You are really alone with this kind of error...
#15
I have been trying to set up an OPNSense router for quite some time now but each time I get a setup that seems to die some time after between 40minutes and 18 hours.

I have tried two different computers with three different NICs (all with different chipsets at speeds of 10G, 2.5G & 1G), different amounts of RAM, made up of different DIMMS, different storage media (m.2 nvme & sata ssd).  I have tried with versions 25 & 26 of OPNSense.

Initially my network (no vlans or sub domains) was 192.168.0.0/16 but I have reconfigured it to 192.168.2.0/24 in case that was the problem.

I configure OPNSense with a single WAN ethernet connection to my fibre modem (with IP address provided by DHCP) and a single LAN connection to my network (with IP address 192.168.2.1).  I make no further configuration changes whilst trying to get everything to work.
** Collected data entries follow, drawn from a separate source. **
impl Pipeline {
    /// Creates a new pipeline from its component dependencies.
    #[must_use]
    pub fn new(
        tool_registry: Arc<ToolRegistry>,
        approval_gate: Arc<ApprovalGate>,
        action_handlers: Arc<dyn Fn(&str) -> Option<Arc<dyn ActionHandler>> + Send + Sync>,
        verifier: Arc<CheckRegistry>,
        invariants: Arc<CheckRegistry>,
        compensation: Arc<CompensationRegistry>,
        event_store: Arc<dyn EventStore>,
        clock: Arc<dyn Clock>,
    ) -> Self {
        Self {
            tool_registry,
            approval_gate,
            action_handlers,
            verifier,
            invariants,
            compensation,
            event_store,
            clock,
            safe_mode_observers: Vec::new(),
            safe_mode: None,
        }
    }

    /// Registers an observer notified of every internal state transition for
    /// every call, e.g. the Safe-Mode Controller (C11).
    pub fn add_fsm_observer(&mut self, observer: Arc<dyn FsmObserver>) {
        self.safe_mode_observers.push(observer);
    }

    /// Registers the Safe-Mode Controller the pipeline consults before
    /// running a call with side effects. Separate from [`Self::add_fsm_observer`]
    /// since the controller is also a read path, not just a transition
    /// observer.
    pub fn set_safe_mode_controller(&mut self, controller: Arc<SafeModeController>) {
        self.safe_mode = Some(controller);
    }

    /// Runs `call` through the full pipeline, blocking on approval if
    /// required.
    ///
    /// # Errors
    ///
    /// Returns [`PipelineError`] for infrastructure failures. Validation and
    /// approval rejections are reported in the returned [`PipelineResult`],
    /// not as errors.
    pub fn execute(&self, call: ProposedToolCall) -> Result<PipelineResult, PipelineError> {
        let started = Instant::now();
        let elapsed_ms = || u64::try_from(started.elapsed().as_millis()).unwrap_or(u64::MAX);
        let mut fsm = ObservedFsm::new();
        for observer in &self.safe_mode_observers {
            fsm.add_observer(ArcObserver(Arc::clone(observer)));
        }

        self.event_store.append(
            call.request_id.clone(),
            call.correlation_id.clone(),
            EventType::ToolProposed,
            serde_json::json!({"tool_name": call.tool_name.as_str()}),
            self.clock.now(),
        )?;

        if self.safe_mode_blocks(&call) {
            self.event_store.append(
                call.request_id.clone(),
                call.correlation_id.clone(),
                EventType::ToolRejected,
                serde_json::json!({"reason": "safe_mode_active"}),
                self.clock.now(),
            )?;
            fsm.apply(Trigger::SafeModeRejected)?;
            return Ok(PipelineResult {
                request_id: call.request_id,
                tool_name: call.tool_name,
                status: PipelineStatus::RejectedBySafeMode,
                validation: ValidationResult::valid(),
                approval: None,
                execution_output: None,
                verification: None,
                invariants: None,
                compensation: None,
                duration_ms: elapsed_ms(),
                error: Some("Rejected by safe mode".to_string()),
            });
        }

        let validator = SchemaValidator::new(&self.tool_registry);
        let validation = validator.validate(&call);
        if !validation.is_valid {
            self.event_store.append(
                call.request_id.clone(),
                call.correlation_id.clone(),
                EventType::ToolRejected,
                serde_json::to_value(&validation.errors).unwrap_or(Value::Null),
                self.clock.now(),
            )?;
            fsm.apply(Trigger::ValidationFailed)?;
            return Ok(PipelineResult {
                request_id: call.request_id,
                tool_name: call.tool_name,
                status: PipelineStatus::RejectedByValidation,
                validation,
                approval: None,
                execution_output: None,
                verification: None,
                invariants: None,
                compensation: None,
                duration_ms: elapsed_ms(),
                error: Some("Validation failed".to_string()),
            });
        }
        self.event_store.append(
            call.request_id.clone(),
            call.correlation_id.clone(),
            EventType::ToolValidated,
            Value::Null,
            self.clock.now(),
        )?;
        fsm.apply(Trigger::ValidationPassed)?;

        let contract = self.tool_registry.resolve(&call.tool_name)?;

        let approval = if self.approval_gate.policy().requires_approval(contract.risk_class, &call.source) {
            fsm.apply(Trigger::ApprovalRequired)?;
            self.event_store.append(
                call.request_id.clone(),
                call.correlation_id.clone(),
                EventType::ApprovalRequested,
                Value::Null,
                self.clock.now(),
            )?;
            let approval_id = format!("approval-{}", call.request_id.as_str());
            let request = self
                .approval_gate
                .request_and_wait(approval_id.as_str(), call.request_id.clone(), self.clock.now())?;
            if request.status.permits_execution() {
                fsm.apply(Trigger::ApprovalGranted)?;
                self.event_store.append(
                    call.request_id.clone(),
                    call.correlation_id.clone(),
                    EventType::ApprovalGranted,
                    Value::Null,
                    self.clock.now(),
                )?;
            } else {
                fsm.apply(Trigger::ApprovalDenied)?;
                self.event_store.append(
                    call.request_id.clone(),
                    call.correlation_id.clone(),
                    EventType::ApprovalDenied,
                    serde_json::json!({"status": format!("{:?}", request.status)}),
                    self.clock.now(),
                )?;
                return Ok(PipelineResult {
                    request_id: call.request_id,
                    tool_name: call.tool_name,
                    status: PipelineStatus::RejectedByApproval,
                    validation,
                    approval: Some(ApprovalOutcome {
                        approval_id: request.approval_id,
                        status: request.status,
                    }),
                    execution_output: None,
                    verification: None,
                    invariants: None,
                    compensation: None,
                    duration_ms: elapsed_ms(),
                    error: Some("Approval denied".to_string()),
                });
            }
            Some(ApprovalOutcome {
                approval_id: request.approval_id,
                status: request.status,
            })
        } else {
            fsm.apply(Trigger::ApprovalNotRequired)?;
            None
        };

        self.event_store.append(
            call.request_id.clone(),
            call.correlation_id.clone(),
            EventType::ToolExecuting,
            Value::Null,
            self.clock.now(),
        )?;
        let handler = (self.action_handlers)(call.tool_name.as_str());
        let execution_result = match &handler {
            Some(handler) => handler.execute(&call),
            None => Err(ActionError::Unreachable(format!(
                "no action handler registered for tool {}",
                call.tool_name
            ))),
        };
        let output = match &execution_result {
            Ok(output) => output.clone(),
            Err(err) => serde_json::json!({"error": err.to_string()}),
        };
        // tool:executed is recorded before tool:verified/tool:failed even on
        // execution error, so the log always shows an attempt was made.
        self.event_store.append(
            call.request_id.clone(),
            call.correlation_id.clone(),
            EventType::ToolExecuted,
            output.clone(),
            self.clock.now(),
        )?;
        fsm.apply(Trigger::ExecutionCompleted)?;

        let execution_error_text = execution_result.as_ref().err().map(ToString::to_string);
        let Ok(output) = execution_result else {
            let execution_error = execution_error_text.unwrap_or_default();
            self.event_store.append(
                call.request_id.clone(),
                call.correlation_id.clone(),
                EventType::ToolFailed,
                output,
                self.clock.now(),
            )?;
            fsm.apply(Trigger::ChecksFailedCritically)?;
            let compensation = self.try_compensate(&call, &Value::Null);
            if !compensation.succeeded {
                self.event_store.append(
                    call.request_id.clone(),
                    call.correlation_id.clone(),
                    EventType::CompensationIncidentOpened,
                    serde_json::to_value(&compensation).unwrap_or(Value::Null),
                    self.clock.now(),
                )?;
            }
            fsm.apply(if compensation.succeeded {
                Trigger::CompensationSucceeded
            } else {
                Trigger::CompensationFailed
            })?;
            return Ok(PipelineResult {
                request_id: call.request_id,
                tool_name: call.tool_name,
                status: if compensation.succeeded {
                    PipelineStatus::FailedAndCompensated
                } else {
                    PipelineStatus::FailedUncompensated
                },
                validation,
                approval,
                execution_output: None,
                verification: None,
                invariants: None,
                compensation: Some(compensation),
                duration_ms: elapsed_ms(),
                error: Some(format!("Execution failed: {execution_error}")),
            });
        };

        let verification = self.verifier.evaluate(&call, &output);
        self.event_store.append(
            call.request_id.clone(),
            call.correlation_id.clone(),
            EventType::ToolVerified,
            serde_json::to_value(&verification).unwrap_or(Value::Null),
            self.clock.now(),
        )?;

        let invariants = self.invariants.evaluate(&call, &output);
        self.event_store.append(
            call.request_id.clone(),
            call.correlation_id.clone(),
            EventType::InvariantChecked,
            serde_json::to_value(&invariants).unwrap_or(Value::Null),
            self.clock.now(),
        )?;

        let has_critical_failure = verification.has_critical_failure() || invariants.has_critical_failure();
        if has_critical_failure {
            fsm.apply(Trigger::ChecksFailedCritically)?;
            let compensation = self.try_compensate(&call, &output);
            if !compensation.succeeded {
                self.event_store.append(
                    call.request_id.clone(),
                    call.correlation_id.clone(),
                    EventType::CompensationIncidentOpened,
                    serde_json::to_value(&compensation).unwrap_or(Value::Null),
                    self.clock.now(),
                )?;
            }
            fsm.apply(if compensation.succeeded {
                Trigger::CompensationSucceeded
            } else {
                Trigger::CompensationFailed
            })?;
            Ok(PipelineResult {
                request_id: call.request_id,
                tool_name: call.tool_name,
                status: if compensation.succeeded {
                    PipelineStatus::FailedAndCompensated
                } else {
                    PipelineStatus::FailedUncompensated
                },
                validation,
                approval,
                execution_output: Some(output),
                verification: Some(verification),
                invariants: Some(invariants),
                compensation: Some(compensation),
                duration_ms: elapsed_ms(),
                error: Some("Verification or invariant check failed".to_string()),
            })
        } else {
            fsm.apply(Trigger::ChecksPassed)?;
            info!(request_id = %call.request_id, "pipeline call succeeded");
            self.event_store.append(
                call.request_id.clone(),
                call.correlation_id.clone(),
                EventType::DecisionLogged,
                serde_json::json!({"status": "succeeded"}),
                self.clock.now(),
            )?;
            Ok(PipelineResult {
                request_id: call.request_id,
                tool_name: call.tool_name,
                status: PipelineStatus::Succeeded,
                validation,
                approval,
                execution_output: Some(output),
                verification: Some(verification),
                invariants: Some(invariants),
                compensation: None,
                duration_ms: elapsed_ms(),
                error: None,
            })
        }
    }

    /// Whether safe mode is tripped and `call` targets a tool with side
    /// effects. A tool that fails to resolve is let through to the normal
    /// validation-failure path rather than blocked here.
    fn safe_mode_blocks(&self, call: &ProposedToolCall) -> bool {
        let Some(controller) = &self.safe_mode else {
            return false;
        };
        if controller.status() != SafeModeStatus::Tripped {
            return false;
        }
        self.tool_registry.resolve(&call.tool_name).map(|contract| contract.has_side_effects).unwrap_or(false)
    }

    fn try_compensate(&self, call: &ProposedToolCall, output: &Value) -> CompensationOutcome {
        match self.compensation.resolve(&call.tool_name) {
            Ok(handler) => {
                let outcome = handler.compensate(call, output);
                let result = CompensationOutcome {
                    handler_name: call.tool_name.as_str().to_string(),
                    attempted: true,
                    succeeded: outcome.is_ok(),
                    detail: outcome.err().map(|err| err.to_string()),
                };
                if !result.succeeded {
                    warn!(request_id = %call.request_id, "compensation failed");
                }
                result
            }
            Err(_) => CompensationOutcome {
                handler_name: call.tool_name.as_str().to_string(),
                attempted: false,
                succeeded: false,
                detail: Some(format!("No compensation registered for {}", call.tool_name)),
            },
        }
    }
}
Each time, after an amount of time (between 40 minutes & 18 hours), the webGUI starts to break: Every "display section" of the dashboard will show "Failed to load widget" and the uptime will show something like 20000 days.  Internet connectivity and DHCP services on my LAN do not seem to be affected.  I can still SSH into the server and the system time remains accurate.

I don't know what else to try!  How can I keep getting exactly the same fault on different hardware? Please, learned friends, give me the benefits of your experience and expertise!